Discover more from pergola
I wrote this piece in October 2019: before the pandemic, before my mother died, and one year after my grandmother’s death. I wrote it from a place of disconnection with the traditional rituals of grieving. I wrote it during a time when I could turn to grief and pick it up, and even slip into it, for an hour or a day.
I share it now from the same room that my mother died in. From a place where grief has no discernible shape, because it lives in the spice drawer where she labeled each bottle, in the cat’s plaintive searching for her that can’t be soothed, and in the chic mustard sweatshirt of hers that I now wear.
I can’t smell grief on myself. Maybe others can, but to me it’s just the air now, and I’m not sure it’s even really there until I move a bit too quickly and feel it brush up against me.
A year after my Oma - my paternal grandmother Gisela, died - I forgot. I missed the date, even though I’d watched her light a candle on the anniversary of the death of her husband, mother, son, and siblings, year after year, without question or interruption. She’d place the flame, in its cheap red plastic casing, underneath the gallery wall holding stills of all her people, and explain to me in a ritualistic tone that lighting a candle is what you did. She often taught me the Austrian way of things, in that repetitive downtempo bred for the education of children.

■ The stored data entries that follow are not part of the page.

use chrono::{DateTime, Utc};

use modelfleet_core::{JobStatus, TrainingJobMessage, TrainingMetrics};

use crate::persistence::PersistableModel;

#[derive(Clone, Debug, PartialEq)]
pub struct TrainingJob {
    pub id: String,
    pub organization_id: String,
    pub name: String,
    pub description: Option<String>,
    pub ai_module: String,
    pub dataset_id: String,
    pub base_model_version: Option<String>,
    pub hyperparameters: serde_json::Value,

    pub status: JobStatus,
    pub progress_percent: i32,
    pub current_epoch: Option<i32>,
    pub total_epochs: Option<i32>,
    pub metrics: Option<TrainingMetrics>,
    pub training_logs: Option<String>,
    pub error_message: Option<String>,
    pub estimated_completion: Option<DateTime<Utc>>,
    pub annotations: serde_json::Value,

    pub created_at: DateTime<Utc>,
    pub started_at: Option<DateTime<Utc>>,
    pub completed_at: Option<DateTime<Utc>>,

    pub sequence: i64,
}

impl TrainingJob {
    // pending / queued / running jobs count against the organization quota
    pub fn is_active(&self) -> bool {
        !self.status.is_terminal()
    }
}

impl PersistableModel for TrainingJob {
    fn get_id(&self) -> String {
        self.id.clone()
    }

    fn get_sequence(&self) -> i64 {
        self.sequence
    }

    fn set_sequence(&mut self, sequence: i64) {
        self.sequence = sequence;
    }
}

impl From<TrainingJob> for TrainingJobMessage {
    fn from(job: TrainingJob) -> Self {
        Self {
            id: job.id,
            organization_id: job.organization_id,
            name: job.name,
            description: job.description,
            ai_module: job.ai_module,
            dataset_id: job.dataset_id,
            base_model_version: job.base_model_version,
            hyperparameters: job.hyperparameters,
            status: job.status,
            progress_percent: job.progress_percent,
            current_epoch: job.current_epoch,
            total_epochs: job.total_epochs,
            metrics: job.metrics,
            training_logs: job.training_logs,
            error_message: job.error_message,
            estimated_completion: job.estimated_completion,
            annotations: job.annotations,
            created_at: job.created_at,
            started_at: job.started_at,
            completed_at: job.completed_at,
            sequence: job.sequence,
        }
    }
}

impl From<TrainingJobMessage> for TrainingJob {
    fn from(message: TrainingJobMessage) -> Self {
        Self {
            id: message.id,
            organization_id: message.organization_id,
            name: message.name,
            description: message.description,
            ai_module: message.ai_module,
            dataset_id: message.dataset_id,
            base_model_version: message.base_model_version,
            hyperparameters: message.hyperparameters,
            status: message.status,
            progress_percent: message.progress_percent,
            current_epoch: message.current_epoch,
            total_epochs: message.total_epochs,
            metrics: message.metrics,
            training_logs: message.training_logs,
            error_message: message.error_message,
            estimated_completion: message.estimated_completion,
            annotations: message.annotations,
            created_at: message.created_at,
            started_at: message.started_at,
            completed_at: message.completed_at,
            sequence: message.sequence,
        }
    }
}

But I missed the anniversary. I had been incubating in a self-centred shell of nothingness, making tiny wailing squeaks and listening to them echo back at me, ashamed of my own pitiful sounds. I was unemployed, having quit my job a few months prior when my mom was diagnosed with stage four cancer.
After my Oma died, I had, what I saw, as the most elementary reaction to her death. It was as if I realized that things die for the first time. I found this embarrassing. Had I really been so naive before?
But death festooned me with its tentacles in a way that I didn’t expect. I started to consider, with a vaulted fixation, the blatant reality that all lives end. I’d stare at a teenage daughter laughing while her father tried to take a picture with his new iPhone, and think “He’s going to die one day, and she’ll be lopped off at the ankles”. I chewed on my mom’s admission of missing her father more and more as time went by. I singed my psyche on visions of my future self, forced to live without my own dad, and saw myself relegated to wandering shapelessly.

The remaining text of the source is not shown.